As the title suggests, the MSA program is intense. There are projects, homeworks, and real-world practicum projects. Every aspect of the program is focused on “developing the world’s best data professionals,” as Dr. Rappa likes to say. However, this article isn’t about the program being intense, but rather it is about taking a break from the intensity, embarking on a journey, and ending up in tents.
In the middle of Fall Module II, 14 adventurous students embarked on a journey to summit the highest peak east of the Mississippi: Mount Mitchell. Along the way to South Toe, North Carolina, stories were shared, naps were taken, and many songs were sung. Upon arrival at our campsite at Black Mountain Campground, we quickly set up tents and embarked on our trip to the summit of Mount Mitchell.
The 5.6 mile hike challenged us as we faced exposed rock faces, uneven trails, and a 3600 foot climb to the summit. To put this climb into perspective, it amounts to climbing the Empire State Building roughly three times.

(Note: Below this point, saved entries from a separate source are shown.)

//! Probed stream descriptors.
//!
//! These are produced once by whoever probes an input file and are never
//! mutated by the pipeline builders.

use serde::{Deserialize, Serialize};

use crate::format::{FrameSize, PixelFormat, ScanKind, VideoFormat};

/// Decimal places used when an aspect ratio has to be rendered as `x:1`.
const ASPECT_DECIMALS: usize = 12;

/// Image-based subtitle codecs (rendered as bitmaps rather than text).
const IMAGE_SUBTITLE_CODECS: &[&str] = &[
    "hdmv_pgs_subtitle",
    "pgssub",
    "dvd_subtitle",
    "dvdsub",
    "dvb_subtitle",
    "dvbsub",
    "xsub",
];

// ---------------------------------------------------------------------------
// Color parameters
// ---------------------------------------------------------------------------

/// Color metadata as reported by ffprobe.
#[derive(Debug, Clone, Default, PartialEq, Eq, Serialize, Deserialize)]
#[serde(default)]
pub struct ColorParams {
    pub color_range: Option<String>,
    pub color_space: Option<String>,
    pub color_transfer: Option<String>,
    pub color_primaries: Option<String>,
}

impl ColorParams {
    pub fn bt709() -> Self {
        Self {
            color_range: Some("tv".into()),
            color_space: Some("bt709".into()),
            color_transfer: Some("bt709".into()),
            color_primaries: Some("bt709".into()),
        }
    }

    pub fn is_unknown(&self) -> bool {
        self.color_space.is_none() && self.color_transfer.is_none() && self.color_primaries.is_none()
    }

    /// Input color space name for the `colorspace` filter when this stream
    /// has to be converted to bt709. `None` when no conversion applies.
    pub fn conversion_source(&self) -> Option<&'static str> {
        match self.color_space.as_deref()? {
            "bt709" => None,
            "bt470bg" => Some("bt470bg"),
            "smpte170m" => Some("smpte170m"),
            "smpte240m" => Some("smpte240m"),
            "bt2020nc" | "bt2020c" => Some("bt2020"),
            _ => None,
        }
    }
}

// ---------------------------------------------------------------------------
// Streams
// ---------------------------------------------------------------------------

/// One video stream of an input file.
#[derive(Debug, Clone, PartialEq, Serialize, Deserialize)]
pub struct VideoStream {
    pub index: u32,
    pub codec: VideoFormat,
    #[serde(default)]
    pub pixel_format: Option<PixelFormat>,
    #[serde(default)]
    pub color_params: ColorParams,
    #[serde(default)]
    pub frame_size: FrameSize,
    /// Raw `sample_aspect_ratio` from the probe, e.g. `"1:1"` or `"0:0"`.
    #[serde(default)]
    pub sample_aspect_ratio: Option<String>,
    /// Raw `display_aspect_ratio` from the probe, e.g. `"16:9"`.
    #[serde(default)]
    pub display_aspect_ratio: Option<String>,
    /// Raw frame rate, either a rational (`30000/1001`) or a decimal.
    #[serde(default)]
    pub frame_rate: Option<String>,
    #[serde(default)]
    pub still_image: bool,
    #[serde(default)]
    pub scan_kind: ScanKind,
}

impl VideoStream {
    pub fn new(index: u32, codec: VideoFormat, frame_size: FrameSize) -> Self {
        Self {
            index,
            codec,
            pixel_format: None,
            color_params: ColorParams::default(),
            frame_size,
            sample_aspect_ratio: None,
            display_aspect_ratio: None,
            frame_rate: None,
            still_image: false,
            scan_kind: ScanKind::Unknown,
        }
    }

    /// Sample aspect ratio, normalized.
    ///
    /// A usable probed value is returned as-is. When the probe reported an
    /// unknown ratio (`0:0`, `0:1`, missing) the display aspect ratio is
    /// rendered as a decimal against 1, always with `.` as the separator.
    pub fn sar(&self) -> String {
        if let Some((n, d)) = self.sample_aspect_ratio.as_deref().and_then(parse_ratio) {
            if n > 0 && d > 0 {
                return format!("{n}:{d}");
            }
        }

        match self.display_aspect_ratio.as_deref().and_then(parse_ratio) {
            Some((n, d)) if n > 0 && d > 0 => decimal_ratio(n as f64 / d as f64),
            _ => "1:1".to_string(),
        }
    }

    /// Display aspect ratio, normalized. Falls back to the frame size scaled
    /// by the sample aspect ratio.
    pub fn dar(&self) -> String {
        if let Some((n, d)) = self.display_aspect_ratio.as_deref().and_then(parse_ratio) {
            if n > 0 && d > 0 {
                return format!("{n}:{d}");
            }
        }

        if self.frame_size.is_empty() {
            return "1:1".to_string();
        }

        match self.sample_aspect_ratio.as_deref().and_then(parse_ratio) {
            Some((n, d)) if n > 0 && d > 0 && n != d => {
                let w = self.frame_size.width as f64 * n as f64;
                let h = self.frame_size.height as f64 * d as f64;
                decimal_ratio(w / h)
            }
            _ => format!("{}:{}", self.frame_size.width, self.frame_size.height),
        }
    }

    /// Whether pixels are non-square.
    pub fn is_anamorphic(&self) -> bool {
        match self.sample_aspect_ratio.as_deref() {
            Some("1:1") => false,
            Some(sar) if sar != "0:1" => true,
            _ => match self.display_aspect_ratio.as_deref() {
                None | Some("0:1") => false,
                Some(dar) => {
                    dar != format!("{}:{}", self.frame_size.width, self.frame_size.height)
                }
            },
        }
    }

    /// Frame rate as a number, if the probe reported a parseable one.
    pub fn frame_rate_value(&self) -> Option<f64> {
        let raw = self.frame_rate.as_deref()?.trim();
        let value = match raw.split_once('/') {
            Some((n, d)) => {
                let n: f64 = n.trim().parse().ok()?;
                let d: f64 = d.trim().parse().ok()?;
                if d == 0.0 {
                    return None;
                }
                n / d
            }
            None => raw.parse().ok()?,
        };
        (value > 0.0).then_some(value)
    }
}

/// One audio stream of an input file.
#[derive(Debug, Clone, PartialEq, Eq, Serialize, Deserialize)]
pub struct AudioStream {
    pub index: u32,
    pub codec: String,
    pub channels: u32,
    #[serde(default)]
    pub sample_rate: Option<u32>,
}

impl AudioStream {
    pub fn new(index: u32, codec: impl Into<String>, channels: u32) -> Self {
        Self {
            index,
            codec: codec.into(),
            channels,
            sample_rate: None,
        }
    }
}

/// One subtitle stream of an input file.
#[derive(Debug, Clone, PartialEq, Eq, Serialize, Deserialize)]
pub struct SubtitleStream {
    pub index: u32,
    pub codec: String,
}

impl SubtitleStream {
    pub fn is_image_based(&self) -> bool {
        IMAGE_SUBTITLE_CODECS.contains(&self.codec.as_str())
    }
}

// ---------------------------------------------------------------------------
// Helpers
// ---------------------------------------------------------------------------

fn parse_ratio(s: &str) -> Option<(u64, u64)> {
    let (n, d) = s.trim().split_once(':')?;
    Some((n.trim().parse().ok()?, d.trim().parse().ok()?))
}

/// `{value}:1` with a fixed number of decimals. Rust float formatting never
/// consults the host locale.
fn decimal_ratio(value: f64) -> String {
    format!("{value:.prec$}:1", prec = ASPECT_DECIMALS)
}

#[cfg(test)]
mod tests {
    use super::*;

    fn stream(sar: Option<&str>, dar: Option<&str>, w: u32, h: u32) -> VideoStream {
        let mut s = VideoStream::new(0, VideoFormat::H264, FrameSize::new(w, h));
        s.sample_aspect_ratio = sar.map(String::from);
        s.display_aspect_ratio = dar.map(String::from);
        s
    }

    #[test]
    fn unknown_sar_falls_back_to_decimal_dar() {
        let s = stream(Some("0:0"), Some("4:3"), 626, 476);
        assert_eq!(s.sar(), "1.333333333333:1");
        assert!(!s.sar().contains(','));
    }

    #[test]
    fn known_sar_is_kept() {
        let s = stream(Some("32:27"), Some("16:9"), 720, 480);
        assert_eq!(s.sar(), "32:27");
        assert_eq!(s.dar(), "16:9");
        assert!(s.is_anamorphic());
    }

    #[test]
    fn dar_derived_from_size_and_sar() {
        let s = stream(Some("4:3"), None, 1440, 1080);
        assert_eq!(s.dar(), "1.777777777778:1");

        let square = stream(Some("1:1"), None, 1920, 1080);
        assert_eq!(square.dar(), "1920:1080");
    }

    #[test]
    fn anamorphic_rules() {
        assert!(!stream(Some("1:1"), Some("16:9"), 1920, 1080).is_anamorphic());
        assert!(stream(Some("0:0"), Some("4:3"), 626, 476).is_anamorphic());
        assert!(!stream(Some("0:1"), Some("0:1"), 640, 480).is_anamorphic());
        assert!(!stream(Some("0:1"), Some("640:480"), 640, 480).is_anamorphic());
        assert!(stream(Some("0:1"), Some("4:3"), 640, 480).is_anamorphic());
        assert!(!stream(None, None, 640, 480).is_anamorphic());
    }

    #[test]
    fn frame_rate_parsing() {
        let mut s = stream(None, None, 1920, 1080);
        s.frame_rate = Some("30000/1001".into());
        let fps = s.frame_rate_value().unwrap();
        assert!((fps - 29.97).abs() < 0.01);

        s.frame_rate = Some("25".into());
        assert_eq!(s.frame_rate_value(), Some(25.0));

        s.frame_rate = Some("0/0".into());
        assert_eq!(s.frame_rate_value(), None);
    }

    #[test]
    fn color_conversion_source() {
        assert_eq!(ColorParams::bt709().conversion_source(), None);
        assert!(ColorParams::default().is_unknown());
        let pal = ColorParams {
            color_space: Some("bt470bg".into()),
            ..ColorParams::default()
        };
        assert_eq!(pal.conversion_source(), Some("bt470bg"));
    }

    #[test]
    fn subtitle_kinds() {
        let pgs = SubtitleStream { index: 3, codec: "hdmv_pgs_subtitle".into() };
        let srt = SubtitleStream { index: 4, codec: "subrip".into() };
        assert!(pgs.is_image_based());
        assert!(!srt.is_image_based());
    }
}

Even in the middle of the woods, we focused on applying what we’ve learned at the IAA by taking the perfect selfie, looking for that “hail-mary” shot, and following the rule of thirds.
Eventually, we reached the summit of Mt. Mitchell and reveled in the picturesque, panoramic views of the mountain range and the Pisgah National Forest.
After the hike, we headed back to basecamp to build a fire and make dinner. We quickly learned that our data science training did not aid us in building a fire. In fact, five of us tried, and eventually a non-IAA student helped us build our fire.
That night around the campfire, we reminisced about the day’s events and quickly learned the importance of developing these relationships outside of classes. We are all aware that this program is short, and for most of us that was a driving factor in our decision to attend the IAA. However, as we rapidly approach the midpoint of the program, the time we have together will become even more valuable. Embarking on this trip, telling our stories, and developing these memories will keep us bonded long after the program is over.